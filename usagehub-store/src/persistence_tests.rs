//! Persistence round-trip and edge case tests.
//!
//! Tests file I/O operations, settings round-trip and the file-backed
//! snapshot cache.

use chrono::{Duration, Utc};
use tempfile::TempDir;
use usagehub_core::{PeriodType, ProviderId, UsagePeriod, UsageSnapshot};
use usagehub_fetch::{CacheError, SnapshotCache};

use crate::persistence::{ensure_dir, load_json, load_json_or_default, save_json};
use crate::settings::{LogLevel, Settings};
use crate::snapshot_cache::FileSnapshotCache;

fn snapshot(id: &str, utilization: f64) -> UsageSnapshot {
    UsageSnapshot::new(id).with_period(UsagePeriod::new("Session", utilization, PeriodType::Session))
}

// ============================================================================
// JSON Persistence Tests
// ============================================================================

#[tokio::test]
async fn test_save_creates_parent_directories() {
    let temp_dir = TempDir::new().unwrap();
    let nested_path = temp_dir.path().join("deeply").join("nested").join("test.json");

    save_json(&nested_path, &serde_json::json!({"key": "value"})).await.unwrap();

    assert!(nested_path.exists());
    assert!(!nested_path.with_extension("json.tmp").exists());
}

#[tokio::test]
async fn test_save_overwrites_atomically() {
    let temp_dir = TempDir::new().unwrap();
    let path = temp_dir.path().join("data.json");

    save_json(&path, &vec![1, 2, 3]).await.unwrap();
    save_json(&path, &vec![4]).await.unwrap();

    let loaded: Vec<i32> = load_json(&path).await.unwrap();
    assert_eq!(loaded, vec![4]);
}

#[tokio::test]
async fn test_load_nonexistent_file() {
    let temp_dir = TempDir::new().unwrap();
    let result: Result<Settings, _> = load_json(&temp_dir.path().join("missing.json")).await;
    assert!(result.is_err());
}

#[tokio::test]
async fn test_load_or_default_on_corrupt_file() {
    let temp_dir = TempDir::new().unwrap();
    let path = temp_dir.path().join("settings.json");
    tokio::fs::write(&path, "{ not json").await.unwrap();

    let settings: Settings = load_json_or_default(&path).await;
    assert_eq!(settings, Settings::default());
}

#[tokio::test]
async fn test_ensure_dir_idempotent() {
    let temp_dir = TempDir::new().unwrap();
    let dir_path = temp_dir.path().join("test_dir");

    ensure_dir(&dir_path).await.unwrap();
    ensure_dir(&dir_path).await.unwrap();

    assert!(dir_path.is_dir());
}

// ============================================================================
// Settings Tests
// ============================================================================

#[tokio::test]
async fn test_settings_roundtrip() {
    let temp_dir = TempDir::new().unwrap();
    let path = temp_dir.path().join("settings.json");

    let settings = Settings {
        max_concurrent_providers: 3,
        stale_threshold_minutes: 30,
        fetch_timeout_secs: 10,
        enabled_providers: vec![ProviderId::new("zai")],
        log_level: LogLevel::Debug,
    };
    settings.save(&path).await.unwrap();

    assert_eq!(Settings::load(&path).await, settings);
}

#[tokio::test]
async fn test_partial_settings_file_uses_defaults() {
    let temp_dir = TempDir::new().unwrap();
    let path = temp_dir.path().join("settings.json");
    tokio::fs::write(&path, r#"{"max_concurrent_providers": 0, "log_level": "info"}"#)
        .await
        .unwrap();

    let settings = Settings::load(&path).await;
    assert_eq!(settings.max_concurrent_providers, 1);
    assert_eq!(settings.log_level, LogLevel::Info);
    assert_eq!(settings.stale_threshold_minutes, 60);
    assert_eq!(settings.enabled_providers.len(), 2);
}

#[tokio::test]
async fn test_missing_settings_file_uses_defaults() {
    let temp_dir = TempDir::new().unwrap();
    let settings = Settings::load(&temp_dir.path().join("nope.json")).await;
    assert_eq!(settings, Settings::default());
}

// ============================================================================
// File Snapshot Cache Tests
// ============================================================================

#[tokio::test]
async fn test_cache_roundtrip_preserves_snapshot() {
    let temp_dir = TempDir::new().unwrap();
    let cache = FileSnapshotCache::new(temp_dir.path().join("snapshots"));
    let original = snapshot("claude", 104.5).captured_at(Utc::now() - Duration::hours(5));

    cache.save(&original).await.unwrap();

    assert_eq!(cache.load(&ProviderId::new("claude")).await, Some(original));
    assert!(temp_dir.path().join("snapshots").join("claude.json").exists());
}

#[tokio::test]
async fn test_cache_save_replaces() {
    let temp_dir = TempDir::new().unwrap();
    let cache = FileSnapshotCache::new(temp_dir.path());

    cache.save(&snapshot("codex", 10.0)).await.unwrap();
    cache.save(&snapshot("codex", 10.0)).await.unwrap();
    let replacement = snapshot("codex", 75.0);
    cache.save(&replacement).await.unwrap();

    let loaded = cache.load(&ProviderId::new("codex")).await.unwrap();
    assert_eq!(loaded, replacement);
    assert_eq!(loaded.periods.len(), 1);
}

#[tokio::test]
async fn test_cache_corrupt_entry_is_absent() {
    let temp_dir = TempDir::new().unwrap();
    let cache = FileSnapshotCache::new(temp_dir.path());
    tokio::fs::write(temp_dir.path().join("zai.json"), "garbage").await.unwrap();

    assert!(cache.load(&ProviderId::new("zai")).await.is_none());
}

#[tokio::test]
async fn test_cache_missing_dir_is_empty() {
    let temp_dir = TempDir::new().unwrap();
    let cache = FileSnapshotCache::new(temp_dir.path().join("never-created"));

    assert!(cache.load(&ProviderId::new("claude")).await.is_none());
    cache.clear_all().await.unwrap();
    cache.clear(&ProviderId::new("claude")).await.unwrap();
}

#[tokio::test]
async fn test_cache_rejects_unsafe_ids() {
    let temp_dir = TempDir::new().unwrap();
    let cache = FileSnapshotCache::new(temp_dir.path());
    let evil = ProviderId::new("../escape");

    assert!(matches!(cache.path_for(&evil), Err(CacheError::InvalidKey(_))));
    assert!(cache.load(&evil).await.is_none());
    assert!(cache.save(&UsageSnapshot::new(evil)).await.is_err());
}

#[tokio::test]
async fn test_cache_clear() {
    let temp_dir = TempDir::new().unwrap();
    let cache = FileSnapshotCache::new(temp_dir.path());
    cache.save(&snapshot("claude", 1.0)).await.unwrap();
    cache.save(&snapshot("codex", 2.0)).await.unwrap();
    tokio::fs::write(temp_dir.path().join("notes.txt"), "keep").await.unwrap();

    cache.clear(&ProviderId::new("claude")).await.unwrap();
    assert!(cache.load(&ProviderId::new("claude")).await.is_none());
    assert!(cache.load(&ProviderId::new("codex")).await.is_some());

    cache.clear_all().await.unwrap();
    assert!(cache.load(&ProviderId::new("codex")).await.is_none());
    assert!(temp_dir.path().join("notes.txt").exists());
}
■ ■ ■ ■ ■
All entries are to be reproduced verbatim, with none omitted.

◆ EXERCISE RESULT
filename usagehub-store/src/persistence_tests.rs
//! Persistence round-trip and edge case tests.
//!
//! Tests file I/O operations, settings round-trip and the file-backed
//! snapshot cache.

use chrono::{Duration, Utc};
use tempfile::TempDir;
use usagehub_core::{PeriodType, ProviderId, UsagePeriod, UsageSnapshot};
use usagehub_fetch::{CacheError, SnapshotCache};

use crate::persistence::{ensure_dir, load_json, load_json_or_default, save_json};
use crate::settings::{LogLevel, Settings};
use crate::snapshot_cache::FileSnapshotCache;

fn snapshot(id: &str, utilization: f64) -> UsageSnapshot {
    UsageSnapshot::new(id).with_period(UsagePeriod::new("Session", utilization, PeriodType::Session))
}

// ============================================================================
// JSON Persistence Tests
// ============================================================================

#[tokio::test]
async fn test_save_creates_parent_directories() {
    let temp_dir = TempDir::new().unwrap();
    let nested_path = temp_dir.path().join("deeply").join("nested").join("test.json");

    save_json(&nested_path, &serde_json::json!({"key": "value"})).await.unwrap();

    assert!(nested_path.exists());
    assert!(!nested_path.with_extension("json.tmp").exists());
}

#[tokio::test]
async fn test_save_overwrites_atomically() {
    let temp_dir = TempDir::new().unwrap();
    let path = temp_dir.path().join("data.json");

    save_json(&path, &vec![1, 2, 3]).await.unwrap();
    save_json(&path, &vec![4]).await.unwrap();

    let loaded: Vec<i32> = load_json(&path).await.unwrap();
    assert_eq!(loaded, vec![4]);
}

#[tokio::test]
async fn test_load_nonexistent_file() {
    let temp_dir = TempDir::new().unwrap();
    let result: Result<Settings, _> = load_json(&temp_dir.path().join("missing.json")).await;
    assert!(result.is_err());
}

#[tokio::test]
async fn test_load_or_default_on_corrupt_file() {
    let temp_dir = TempDir::new().unwrap();
    let path = temp_dir.path().join("settings.json");
    tokio::fs::write(&path, "{ not json").await.unwrap();

    let settings: Settings = load_json_or_default(&path).await;
    assert_eq!(settings, Settings::default());
}

#[tokio::test]
async fn test_ensure_dir_idempotent() {
    let temp_dir = TempDir::new().unwrap();
    let dir_path = temp_dir.path().join("test_dir");

    ensure_dir(&dir_path).await.unwrap();
    ensure_dir(&dir_path).await.unwrap();

    assert!(dir_path.is_dir());
}

// ============================================================================
// Settings Tests
// ============================================================================

#[tokio::test]
async fn test_settings_roundtrip() {
    let temp_dir = TempDir::new().unwrap();
    let path = temp_dir.path().join("settings.json");

    let settings = Settings {
        max_concurrent_providers: 3,
        stale_threshold_minutes: 30,
        fetch_timeout_secs: 10,
        enabled_providers: vec![ProviderId::new("zai")],
        log_level: LogLevel::Debug,
    };
    settings.save(&path).await.unwrap();

    assert_eq!(Settings::load(&path).await, settings);
}

#[tokio::test]
async fn test_partial_settings_file_uses_defaults() {
    let temp_dir = TempDir::new().unwrap();
    let path = temp_dir.path().join("settings.json");
    tokio::fs::write(&path, r#"{"max_concurrent_providers": 0, "log_level": "info"}"#)
        .await
        .unwrap();

    let settings = Settings::load(&path).await;
    assert_eq!(settings.max_concurrent_providers, 1);
    assert_eq!(settings.log_level, LogLevel::Info);
    assert_eq!(settings.stale_threshold_minutes, 60);
    assert_eq!(settings.enabled_providers.len(), 2);
}

#[tokio::test]
async fn test_missing_settings_file_uses_defaults() {
    let temp_dir = TempDir::new().unwrap();
    let settings = Settings::load(&temp_dir.path().join("nope.json")).await;
    assert_eq!(settings, Settings::default());
}

// ============================================================================
// File Snapshot Cache Tests
// ============================================================================

#[tokio::test]
async fn test_cache_roundtrip_preserves_snapshot() {
    let temp_dir = TempDir::new().unwrap();
    let cache = FileSnapshotCache::new(temp_dir.path().join("snapshots"));
    let original = snapshot("claude", 104.5).captured_at(Utc::now() - Duration::hours(5));

    cache.save(&original).await.unwrap();

    assert_eq!(cache.load(&ProviderId::new("claude")).await, Some(original));
    assert!(temp_dir.path().join("snapshots").join("claude.json").exists());
}

#[tokio::test]
async fn test_cache_save_replaces() {
    let temp_dir = TempDir::new().unwrap();
    let cache = FileSnapshotCache::new(temp_dir.path());

    cache.save(&snapshot("codex", 10.0)).await.unwrap();
    cache.save(&snapshot("codex", 10.0)).await.unwrap();
    let replacement = snapshot("codex", 75.0);
    cache.save(&replacement).await.unwrap();

    let loaded = cache.load(&ProviderId::new("codex")).await.unwrap();
    assert_eq!(loaded, replacement);
    assert_eq!(loaded.periods.len(), 1);
}

#[tokio::test]
async fn test_cache_corrupt_entry_is_absent() {
    let temp_dir = TempDir::new().unwrap();
    let cache = FileSnapshotCache::new(temp_dir.path());
    tokio::fs::write(temp_dir.path().join("zai.json"), "garbage").await.unwrap();

    assert!(cache.load(&ProviderId::new("zai")).await.is_none());
}

#[tokio::test]
async fn test_cache_missing_dir_is_empty() {
    let temp_dir = TempDir::new().unwrap();
    let cache = FileSnapshotCache::new(temp_dir.path().join("never-created"));

    assert!(cache.load(&ProviderId::new("claude")).await.is_none());
    cache.clear_all().await.unwrap();
    cache.clear(&ProviderId::new("claude")).await.unwrap();
}

#[tokio::test]
async fn test_cache_rejects_unsafe_ids() {
    let temp_dir = TempDir::new().unwrap();
    let cache = FileSnapshotCache::new(temp_dir.path());
    let evil = ProviderId::new("../escape");

    assert!(matches!(cache.path_for(&evil), Err(CacheError::InvalidKey(_))));
    assert!(cache.load(&evil).await.is_none());
    assert!(cache.save(&UsageSnapshot::new(evil)).await.is_err());
}

#[tokio::test]
async fn test_cache_clear() {
    let temp_dir = TempDir::new().unwrap();
    let cache = FileSnapshotCache::new(temp_dir.path());
    cache.save(&snapshot("claude", 1.0)).await.unwrap();
    cache.save(&snapshot("codex", 2.0)).await.unwrap();
    tokio::fs::write(temp_dir.path().join("notes.txt"), "keep").await.unwrap();

    cache.clear(&ProviderId::new("claude")).await.unwrap();
    assert!(cache.load(&ProviderId::new("claude")).await.is_none());
    assert!(cache.load(&ProviderId::new("codex")).await.is_some());

    cache.clear_all().await.unwrap();
    assert!(cache.load(&ProviderId::new("codex")).await.is_none());
    assert!(temp_dir.path().join("notes.txt").exists());
}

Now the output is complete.